• Collected data:
//! Host side driver for the stage loader and monitor protocol

use core::marker::PhantomData;

use embedded_hal::blocking::delay::DelayMs;
use embedded_hal::serial::{Read, Write};

use crate::crc32::{self, checksum};
use crate::protocol::{
    LoaderCommand, MonitorCommand, MODULE_CORE, MONITOR_SIGNATURE, REPLY_FAIL, REPLY_OK,
    STAGE_SIGNATURE, SYNC,
};
use crate::Error;

/// Host serial port
pub trait SerialPort<E>: Write<u8, Error = E> + Read<u8, Error = E> {
    fn set_rts(&mut self, level: bool) -> Result<(), E>;
    fn set_dtr(&mut self, level: bool) -> Result<(), E>;
    fn set_baud_rate(&mut self, baud: u32) -> Result<(), E>;
}

#[derive(Copy, Clone, PartialEq, Debug)]
pub enum State {
    Init,
    /// Talking to a stage loader
    Loader,
    /// Talking to a fixed sequence startup stage, which takes no opcodes
    Startup,
    /// Talking to the monitor
    Monitor,
}

#[derive(Clone, PartialEq, Debug)]
#[cfg_attr(feature = "structopt", derive(structopt::StructOpt))]
pub struct Options {
    /// Do not reset the device on connection
    #[cfg_attr(feature = "structopt", structopt(long))]
    pub no_reset: bool,

    /// Timeout to wait for target responses
    #[cfg_attr(feature = "structopt", structopt(long, default_value = "1000"))]
    pub response_timeout_ms: u32,

    /// Period to poll for target responses
    #[cfg_attr(feature = "structopt", structopt(long, default_value = "1"))]
    pub poll_delay_ms: u32,

    /// Period to wait after reset before expecting the stage signature
    #[cfg_attr(feature = "structopt", structopt(long, default_value = "500"))]
    pub reset_delay_ms: u32,

    /// Monitor does not expect a module selector before each command
    #[cfg_attr(feature = "structopt", structopt(long))]
    pub no_module_select: bool,
}

impl Default for Options {
    fn default() -> Self {
        Self {
            no_reset: false,
            response_timeout_ms: 1000,
            poll_delay_ms: 1,
            reset_delay_ms: 500,
            no_module_select: false,
        }
    }
}

pub struct Client<P, D, E> {
    state: State,
    options: Options,
    port: P,
    delay: D,
    _err: PhantomData<E>,
}

impl<P, D, E> Client<P, D, E>
where
    P: SerialPort<E>,
    D: DelayMs<u32>,
    E: core::fmt::Debug,
{
    /// Create a new client instance
    pub fn new(port: P, delay: D, options: Options) -> Self {
        Self {
            state: State::Init,
            options,
            port,
            delay,
            _err: PhantomData,
        }
    }

    /// Fetch the client state
    pub fn state(&self) -> State {
        self.state
    }

    /// Reset the target through DTR/RTS
    pub fn reset(&mut self) -> Result<(), Error<E>> {
        if self.options.no_reset {
            return Ok(());
        }

        debug!("Resetting device");

        self.port.set_dtr(true)?;
        self.port.set_rts(true)?;

        self.delay.delay_ms(100u32);

        self.port.set_dtr(false)?;
        self.port.set_rts(false)?;

        self.delay.delay_ms(self.options.reset_delay_ms);

        Ok(())
    }

    /// Wait for a stage loader to announce itself
    pub fn connect(&mut self) -> Result<(), Error<E>> {
        debug!("Awaiting stage signature");
        self.await_signature(STAGE_SIGNATURE)?;
        self.state = State::Loader;
        Ok(())
    }

    /// Wait for a fixed sequence startup stage to announce itself
    pub fn connect_startup(&mut self) -> Result<(), Error<E>> {
        debug!("Awaiting startup stage signature");
        self.await_signature(STAGE_SIGNATURE)?;
        self.state = State::Startup;
        Ok(())
    }

    /// Wait for the monitor to announce itself
    pub fn await_monitor(&mut self) -> Result<(), Error<E>> {
        debug!("Awaiting monitor signature");
        self.await_signature(MONITOR_SIGNATURE)?;
        self.state = State::Monitor;
        Ok(())
    }

    /// Assume the monitor is already running
    pub fn attach(&mut self) {
        self.state = State::Monitor;
    }

    /// Full boot: reset, negotiate `rate`, load `image` and enter the monitor
    pub fn boot(&mut self, image: &[u8], rate: u32) -> Result<(), Error<E>> {
        self.reset()?;
        self.connect()?;
        self.set_baudrate(rate)?;
        self.load_rest(image)?;
        self.go_main()?;
        self.await_monitor()
    }

    /// Drive a startup stage: reset, negotiate `rate` and load `image`.
    ///
    /// The startup stage enters the loaded image by itself, the client is
    /// left in `State::Init` ready to connect to whatever it announces.
    pub fn startup(&mut self, image: &[u8], rate: u32) -> Result<(), Error<E>> {
        self.reset()?;
        self.connect_startup()?;
        self.set_baudrate(rate)?;
        self.load_rest(image)?;
        self.state = State::Init;
        Ok(())
    }

    /// Change the link rate on both ends
    pub fn set_baudrate(&mut self, rate: u32) -> Result<(), Error<E>> {
        debug!("Setting target baud rate to {}", rate);

        match self.state {
            State::Monitor => self.send_command(MonitorCommand::SetBaudrate as u8)?,
            State::Startup => (),
            State::Init | State::Loader => self.send(LoaderCommand::SetBaudrate as u8)?,
        }
        self.send_word(rate)?;

        // Sent at the old rate, before the target switches
        self.await_ok()?;

        self.port.set_baud_rate(rate)?;

        for b in SYNC.iter() {
            self.send(*b)?;
        }

        self.await_ok()?;

        info!("Link running at {} baud", rate);

        Ok(())
    }

    /// Send the rest of the next stage to a stage loader or startup stage
    pub fn load_rest(&mut self, image: &[u8]) -> Result<(), Error<E>> {
        debug!("Loading {} byte image", image.len());

        if self.state != State::Startup {
            self.send(LoaderCommand::LoadRest as u8)?;
        }
        self.send_word(image.len() as u32)?;

        for b in image {
            self.send(*b)?;
        }

        // The loader consumes whole words
        for _ in 0..(4 - image.len() % 4) % 4 {
            self.send(0)?;
        }

        self.await_ok()
    }

    /// Tell the stage loader to enter the next stage
    pub fn go_main(&mut self) -> Result<(), Error<E>> {
        self.send(LoaderCommand::GoMain as u8)
    }

    pub fn read_u8(&mut self, addr: u32) -> Result<u8, Error<E>> {
        self.send_command(MonitorCommand::ReadU8 as u8)?;
        self.send_word(addr)?;
        self.read_byte()
    }

    pub fn read_u16(&mut self, addr: u32) -> Result<u16, Error<E>> {
        self.send_command(MonitorCommand::ReadU16 as u8)?;
        self.send_word(addr)?;
        self.read_half()
    }

    pub fn read_u32(&mut self, addr: u32) -> Result<u32, Error<E>> {
        self.send_command(MonitorCommand::ReadU32 as u8)?;
        self.send_word(addr)?;
        self.read_word()
    }

    pub fn write_u8(&mut self, addr: u32, v: u8) -> Result<(), Error<E>> {
        self.send_command(MonitorCommand::WriteU8 as u8)?;
        self.send_word(addr)?;
        self.send(v)
    }

    pub fn write_u16(&mut self, addr: u32, v: u16) -> Result<(), Error<E>> {
        self.send_command(MonitorCommand::WriteU16 as u8)?;
        self.send_word(addr)?;
        self.send(v as u8)?;
        self.send((v >> 8) as u8)
    }

    pub fn write_u32(&mut self, addr: u32, v: u32) -> Result<(), Error<E>> {
        self.send_command(MonitorCommand::WriteU32 as u8)?;
        self.send_word(addr)?;
        self.send_word(v)
    }

    /// Write a block of target memory, `progress` is called with the bytes sent so far
    pub fn mem_write<F>(&mut self, addr: u32, data: &[u8], mut progress: F) -> Result<(), Error<E>>
    where
        F: FnMut(usize),
    {
        self.send_command(MonitorCommand::MemWrite as u8)?;
        self.send_word(addr)?;
        self.send_word(data.len() as u32)?;

        for (i, b) in data.iter().enumerate() {
            self.send(*b)?;
            progress(i + 1);
        }

        let remote = self.read_word()?;
        let local = checksum(data);
        if remote != local {
            error!("Block write checksum mismatch");
            return Err(Error::ChecksumMismatch { local, remote });
        }

        Ok(())
    }

    /// Read a block of target memory into `data`
    pub fn mem_read<F>(&mut self, addr: u32, data: &mut [u8], mut progress: F) -> Result<(), Error<E>>
    where
        F: FnMut(usize),
    {
        self.send_command(MonitorCommand::MemRead as u8)?;
        self.send_word(addr)?;
        self.send_word(data.len() as u32)?;

        let mut local = 0;
        for (i, b) in data.iter_mut().enumerate() {
            *b = self.read_byte()?;
            local = crc32::crc32(local, *b);
            progress(i + 1);
        }

        let remote = self.read_word()?;
        if remote != local {
            error!("Block read checksum mismatch");
            return Err(Error::ChecksumMismatch { local, remote });
        }

        Ok(())
    }

    /// Call code at `addr`, the monitor does not come back
    pub fn run(&mut self, addr: u32) -> Result<(), Error<E>> {
        self.send_command(MonitorCommand::Run as u8)?;
        self.send_word(addr)
    }

    /// Boot a kernel at `addr` with the given machine type
    pub fn run_kernel(&mut self, addr: u32, machine: u32) -> Result<(), Error<E>> {
        self.send_command(MonitorCommand::RunKernel as u8)?;
        self.send_word(addr)?;
        self.send_word(machine)
    }

    /// Release the underlying port, for use as a terminal after a handoff
    pub fn free(self) -> P {
        self.port
    }

    fn send_command(&mut self, command: u8) -> Result<(), Error<E>> {
        if !self.options.no_module_select {
            self.send(MODULE_CORE)?;
        }
        self.send(command)
    }

    fn send(&mut self, v: u8) -> Result<(), Error<E>> {
        block!(self.port.write(v))?;
        Ok(())
    }

    fn send_word(&mut self, v: u32) -> Result<(), Error<E>> {
        for b in v.to_le_bytes().iter() {
            self.send(*b)?;
        }
        Ok(())
    }

    fn await_signature(&mut self, expected: u32) -> Result<(), Error<E>> {
        let found = self.read_word()?;
        if found != expected {
            error!("Unexpected signature: 0x{:08x}", found);
            return Err(Error::InvalidSignature { expected, found });
        }
        Ok(())
    }

    fn await_ok(&mut self) -> Result<(), Error<E>> {
        match self.read_byte()? {
            REPLY_OK => Ok(()),
            REPLY_FAIL => {
                debug!("Received FAIL");
                Err(Error::Nack)
            }
            v => {
                debug!("Received unexpected value: 0x{:x}", v);
                Err(Error::InvalidResponse(v))
            }
        }
    }

    fn read_half(&mut self) -> Result<u16, Error<E>> {
        let lo = self.read_byte()? as u16;
        let hi = self.read_byte()? as u16;
        Ok(lo | hi << 8)
    }

    fn read_word(&mut self) -> Result<u32, Error<E>> {
        let lo = self.read_half()? as u32;
        let hi = self.read_half()? as u32;
        Ok(lo | hi << 16)
    }

    fn read_byte(&mut self) -> Result<u8, Error<E>> {
        let mut t = 0;

        loop {
            // Attempt to read from serial port
            match self.port.read() {
                Err(nb::Error::WouldBlock) => (),
                Err(nb::Error::Other(e)) => return Err(e.into()),
                Ok(v) => return Ok(v),
            };

            // Wait for delay period
            self.delay.delay_ms(self.options.poll_delay_ms);
            t += self.options.poll_delay_ms;

            if t > self.options.response_timeout_ms {
                error!("Receive timeout");
                return Err(Error::ResponseTimeout);
            }
        }
    }
}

• What needs to be done: Each line above that has the word "progress" must be copied.

• Answer section:
    /// Write a block of target memory, `progress` is called with the bytes sent so far
    pub fn mem_write<F>(&mut self, addr: u32, data: &[u8], mut progress: F) -> Result<(), Error<E>>
            progress(i + 1);
    pub fn mem_read<F>(&mut self, addr: u32, data: &mut [u8], mut progress: F) -> Result<(), Error<E>>
            progress(i + 1);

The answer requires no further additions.